Feature |
A piece of data that is used as input, like a pixel of an image, or numerical values like cost of an item. |
Label |
The goal or target that the model is trying to predict, like figuring out if a spam email is spam or not. |
Example |
An example is a piece of data that contains both the features and the label so the model can learn the target. |
Epoch |
An epoch is a complete iteration over the training data, like flipping through a deck of flash cards, can be tuned to adjust accuracy. |
Weights |
Weights are parameters/numeric values that represent the strength of the connection of the input and the target output. These can be adjusted for accuracy. |
Bias |
Just like weights, Bias' are just parameters/numeric values that represent overall activation of the neurons in the model. |
Neuron |
A neuron is just made up of weights, bias, and an activation function |
Activation Function |
An activation function is a mathematical function that combines the inputs and the bias to produce an output signal. |
Loss |
Loss is the difference from the predicted value, with the true value. The goal is to adjust parameters to reduce loss. |
Labeled data |
Labeled data contains the features and the classified label so the model learns from it. |
Unlabeled data |
Unlabeled data is unclassified data for unsupervised learning. Useful because labeled data is hard to come by or long to label. |
Layer |
A layer in a neural network is a group of neurons that process a set of input data, apply some processing to it, and produce an output signal that is passed on to the next layer or to the final output of the network. |
Neural Network |
A neural network is a ML model composed of interconnected layers of nodes, or neurons, that process input data and produce output predictions. The neural network learns from data and adjusts its internal parameters to improve the accuracy of its predictions over time. |
Model |
A model is a representation of a system or a process that is created by training a machine learning algorithm on a dataset. |
Training |
Training is the process of teaching a model to recognize patterns in data and make accurate predictions. This happens by showing it labeled examples. |
Inference |
Inference is the process of using a trained model to make predictions on new, unseen data. |
Regression |
Regression is a way of making predictions based on input data.
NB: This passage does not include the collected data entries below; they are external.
use anyhow::{Context, Result};
use serde::{Deserialize, Serialize};
use std::path::PathBuf;

use crate::domain::error::ReconcileError;

#[derive(Debug, Deserialize)]
pub struct AppConfig {
    pub side_a: DbConfig,
    pub side_b: DbConfig,
    #[serde(default)]
    pub reconcile: ReconcileConfig,
    #[serde(default)]
    pub output: OutputConfig,
}

#[derive(Debug, Deserialize, Clone)]
pub struct DbConfig {
    /// Database driver: "postgres" (default), "mysql", "mariadb", "sqlite",
    /// or "json" for an offline row snapshot (`dbname` is then the file path).
    #[serde(default = "default_driver")]
    pub driver: String,
    #[serde(default)]
    pub host: String,
    #[serde(default)]
    pub port: u16,
    pub dbname: String,
    #[serde(default)]
    pub user: String,
    #[serde(default)]
    pub password: String,
    #[serde(default = "default_schema")]
    pub schema: String,
}

fn default_driver() -> String {
    "postgres".to_string()
}

fn default_schema() -> String {
    "public".to_string()
}

/// Rules for one column category: auto-detection toggle, explicit column
/// list and custom name patterns.
///
/// Explicit columns and custom patterns are honoured even when
/// `auto_detect` is off. Custom patterns extend the built-in ones.
#[derive(Debug, Clone, PartialEq, Serialize, Deserialize)]
pub struct CategoryRules {
    #[serde(default = "default_true")]
    pub auto_detect: bool,
    #[serde(default)]
    pub explicit_columns: Vec<String>,
    #[serde(default)]
    pub patterns: Vec<String>,
}

impl Default for CategoryRules {
    fn default() -> Self {
        Self {
            auto_detect: true,
            explicit_columns: Vec::new(),
            patterns: Vec::new(),
        }
    }
}

/// UUID detection rules. `value_patterns` are regexes tested against sampled
/// cell values, on top of the canonical UUID shapes.
#[derive(Debug, Clone, PartialEq, Serialize, Deserialize)]
pub struct UuidRules {
    #[serde(default = "default_true")]
    pub auto_detect: bool,
    #[serde(default)]
    pub explicit_columns: Vec<String>,
    #[serde(default)]
    pub value_patterns: Vec<String>,
}

impl Default for UuidRules {
    fn default() -> Self {
        Self {
            auto_detect: true,
            explicit_columns: Vec::new(),
            value_patterns: Vec::new(),
        }
    }
}

/// How identifier-like columns take part in a run.
#[derive(Debug, Clone, Copy, Default, PartialEq, Eq, Serialize, Deserialize)]
#[serde(rename_all = "snake_case")]
pub enum UuidMode {
    /// Excluded from matching and diffing; no statistics.
    #[default]
    Exclude,
    /// Excluded from matching and diffing; statistics are collected.
    IncludeWithTracking,
    /// Treated as ordinary business columns.
    IncludeNormal,
}

/// One `(pattern, replacement)` step applied to identifier values.
/// `replacement` accepts `$1`, `${1}` and `\1` group references.
#[derive(Debug, Clone, PartialEq, Serialize, Deserialize)]
pub struct NormalizationRule {
    pub pattern: String,
    pub replacement: String,
}

impl NormalizationRule {
    pub fn new(pattern: &str, replacement: &str) -> Self {
        Self {
            pattern: pattern.to_string(),
            replacement: replacement.to_string(),
        }
    }
}

/// Read-only settings shared by every table task of a run.
#[derive(Debug, Clone, PartialEq, Serialize, Deserialize)]
pub struct ReconcileConfig {
    /// Tables to reconcile. Empty means every table present on both sides.
    #[serde(default)]
    pub tables: Vec<String>,
    #[serde(default)]
    pub uuid: UuidRules,
    #[serde(default)]
    pub timestamp: CategoryRules,
    #[serde(default)]
    pub metadata: CategoryRules,
    #[serde(default)]
    pub sequence: CategoryRules,
    #[serde(default)]
    pub excluded_columns: Vec<String>,
    #[serde(default)]
    pub excluded_column_patterns: Vec<String>,
    #[serde(default = "default_true")]
    pub case_sensitive: bool,
    #[serde(default)]
    pub uuid_mode: UuidMode,
    /// Value regexes that mark a column as an identifier (e.g. `^(report|record)-\d+$`).
    #[serde(default)]
    pub unique_id_patterns: Vec<String>,
    #[serde(default)]
    pub normalization_rules: Vec<NormalizationRule>,
    /// Pair rows left over after fingerprint matching by primary-key value.
    ///
    /// Pairing uses the declared primary key even when it is excluded from
    /// matching as a sequence column. Turn this off when side B regenerated
    /// its keys: otherwise unrelated leftovers sharing a key value are
    /// reported as one changed row.
    #[serde(default = "default_true")]
    pub pair_by_primary_key: bool,
    #[serde(default = "default_max_workers")]
    pub max_workers: usize,
    #[serde(default = "default_batch_size")]
    pub batch_size: usize,
    #[serde(default = "default_sample_size")]
    pub sample_size: usize,
}

fn default_true() -> bool {
    true
}

fn default_max_workers() -> usize {
    4
}

fn default_batch_size() -> usize {
    1000
}

fn default_sample_size() -> usize {
    100
}

impl Default for ReconcileConfig {
    fn default() -> Self {
        Self {
            tables: Vec::new(),
            uuid: UuidRules::default(),
            timestamp: CategoryRules::default(),
            metadata: CategoryRules::default(),
            sequence: CategoryRules::default(),
            excluded_columns: Vec::new(),
            excluded_column_patterns: Vec::new(),
            case_sensitive: true,
            uuid_mode: UuidMode::default(),
            unique_id_patterns: Vec::new(),
            normalization_rules: Vec::new(),
            pair_by_primary_key: true,
            max_workers: default_max_workers(),
            batch_size: default_batch_size(),
            sample_size: default_sample_size(),
        }
    }
}

impl ReconcileConfig {
    /// Reject structurally invalid settings before any table work starts.
    pub fn validate(&self) -> std::result::Result<(), ReconcileError> {
        if self.max_workers == 0 {
            return Err(ReconcileError::configuration("max_workers must be positive"));
        }
        if self.batch_size == 0 {
            return Err(ReconcileError::configuration("batch_size must be positive"));
        }
        if self.sample_size == 0 {
            return Err(ReconcileError::configuration("sample_size must be positive"));
        }
        Ok(())
    }
}

#[derive(Debug, Deserialize)]
pub struct OutputConfig {
    #[serde(default = "default_output_dir")]
    pub dir: String,
}

fn default_output_dir() -> String {
    "reports".to_string()
}

impl Default for OutputConfig {
    fn default() -> Self {
        Self {
            dir: default_output_dir(),
        }
    }
}

impl DbConfig {
    /// Build a sqlx-compatible connection URL from this config.
    pub fn url(&self) -> String {
        match self.driver.as_str() {
            "mysql" | "mariadb" => format!(
                "mysql://{}:{}@{}:{}/{}",
                self.user, self.password, self.host, self.port, self.dbname
            ),
            "sqlite" => format!("sqlite://{}?mode=ro", self.dbname),
            _ => format!(
                "postgres://{}:{}@{}:{}/{}",
                self.user, self.password, self.host, self.port, self.dbname
            ),
        }
    }
}

impl AppConfig {
    /// Load a TOML file, overlaid with `RECONCILY__SECTION__KEY` environment
    /// variables, and validate the reconcile section.
    pub fn load(path: &str) -> Result<Self> {
        let settings = config::Config::builder()
            .add_source(config::File::new(path, config::FileFormat::Toml))
            .add_source(
                config::Environment::with_prefix("RECONCILY")
                    .prefix_separator("__")
                    .separator("__")
                    .try_parsing(true),
            )
            .build()
            .with_context(|| format!("Failed to read config file: {}", path))?;

        let cfg: AppConfig = settings
            .try_deserialize()
            .with_context(|| "Failed to parse config TOML")?;
        cfg.reconcile.validate()?;
        Ok(cfg)
    }

    /// `./reconcily.toml` when present, otherwise `<config dir>/reconcily/config.toml`.
    pub fn default_path() -> PathBuf {
        let local = PathBuf::from("reconcily.toml");
        if local.exists() {
            return local;
        }
        dirs::config_dir()
            .map(|d| d.join("reconcily").join("config.toml"))
            .unwrap_or(local)
    }
}

#[cfg(test)]
mod tests {
    use super::*;
    use std::io::Write;

    #[test]
    fn defaults_match_documented_values() {
        let cfg = ReconcileConfig::default();
        assert_eq!(cfg.max_workers, 4);
        assert_eq!(cfg.batch_size, 1000);
        assert_eq!(cfg.sample_size, 100);
        assert!(cfg.case_sensitive);
        assert_eq!(cfg.uuid_mode, UuidMode::Exclude);
        assert!(cfg.timestamp.auto_detect);
        assert!(cfg.validate().is_ok());
    }

    #[test]
    fn zero_workers_is_a_configuration_error() {
        let cfg = ReconcileConfig {
            max_workers: 0,
            ..Default::default()
        };
        assert!(matches!(cfg.validate(), Err(ReconcileError::Configuration(_))));
    }

    #[test]
    fn zero_batch_size_is_a_configuration_error() {
        let cfg = ReconcileConfig {
            batch_size: 0,
            ..Default::default()
        };
        assert!(matches!(cfg.validate(), Err(ReconcileError::Configuration(_))));
    }

    #[test]
    fn sqlite_url_is_read_only() {
        let db = DbConfig {
            driver: "sqlite".into(),
            host: String::new(),
            port: 0,
            dbname: "prod.db".into(),
            user: String::new(),
            password: String::new(),
            schema: default_schema(),
        };
        assert_eq!(db.url(), "sqlite://prod.db?mode=ro");
    }

    #[test]
    fn load_reads_toml_file() {
        let mut file = tempfile::Builder::new().suffix(".toml").tempfile().unwrap();
        write!(
            file,
            r#"
[side_a]
driver = "sqlite"
dbname = "a.db"

[side_b]
driver = "sqlite"
dbname = "b.db"

[reconcile]
uuid_mode = "include_with_tracking"
max_workers = 2
excluded_columns = ["notes"]

[reconcile.timestamp]
auto_detect = false

[[reconcile.normalization_rules]]
pattern = '^(report|record)-(\d+)$'
replacement = 'id-\2'
"#
        )
        .unwrap();

        let cfg = AppConfig::load(file.path().to_str().unwrap()).unwrap();
        assert_eq!(cfg.side_a.dbname, "a.db");
        assert_eq!(cfg.reconcile.uuid_mode, UuidMode::IncludeWithTracking);
        assert_eq!(cfg.reconcile.max_workers, 2);
        assert!(!cfg.reconcile.timestamp.auto_detect);
        assert_eq!(cfg.reconcile.excluded_columns, ["notes"]);
        assert_eq!(cfg.reconcile.normalization_rules[0].replacement, r"id-\2");
        assert_eq!(cfg.output.dir, "reports");
    }

    #[test]
    fn load_rejects_zero_workers() {
        let mut file = tempfile::Builder::new().suffix(".toml").tempfile().unwrap();
        write!(
            file,
            "[side_a]\ndbname = \"a\"\n[side_b]\ndbname = \"b\"\n[reconcile]\nmax_workers = 0\n"
        )
        .unwrap();
        let err = AppConfig::load(file.path().to_str().unwrap()).unwrap_err();
        assert!(err.downcast_ref::<ReconcileError>().is_some(), "{err:#}");
    }
}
For example, if you want to predict how much a house will sell for based on its size, location, and other features, you can use regression. The goal of regression is to find a mathematical formula that accurately predicts the output value (in this case, the sale price) based on the input values (in this case, the size, location, and other features of the house). |
Classification |
Classification is like sorting objects into different boxes based on their features. For example, if you want to sort fruit into boxes based on their color, you would put all the red apples in one box, all the green apples in another box, and so on. In machine learning, classification is a similar process, but instead of fruit, we sort data into categories or classes based on input features. |
Hyper-Parameters |
Hyperparameters are parameters that are set before the training of a machine learning model and determine the behavior of the training algorithm. |
Gradient Descent |
Gradient Descent is an optimization algorithm commonly used to find the optimal values of the parameters of a model that minimize a given cost or loss function. |
SDG |
Stochastic Gradient Descent (SDG) is a variant of gradient descent that updates the parameters of the model for each data point in the dataset. SDG is commonly used in machine learning for large datasets because it is faster and more efficient than batch gradient descent. |
Batch Descent |
Batch Gradient descent updates the model parameters using the gradient of the loss function computed over the entire training dataset. |
Mini Batch Descent |
Mini Batch Gradient Descent updates the model parameters using the gradient of the loss function computed over a small randomly selected subset of the training dataset. |
Learning Rate |
The learning rate is a hyperparameter that controls how much the model parameters are updated during training. It determines the step size at each iteration of the optimization algorithm, such as gradient descent or its variants. |
Convergence |
Convergence refers to the point at which the optimization algorithm has found the optimal values of the model parameters and has reached the minimum value of the loss function. |
Emperical Risk Minimization |
Empirical Risk Minimization is a principle in machine learning and statistics that states that the best model for a given problem is the one that minimizes the empirical risk or training error. |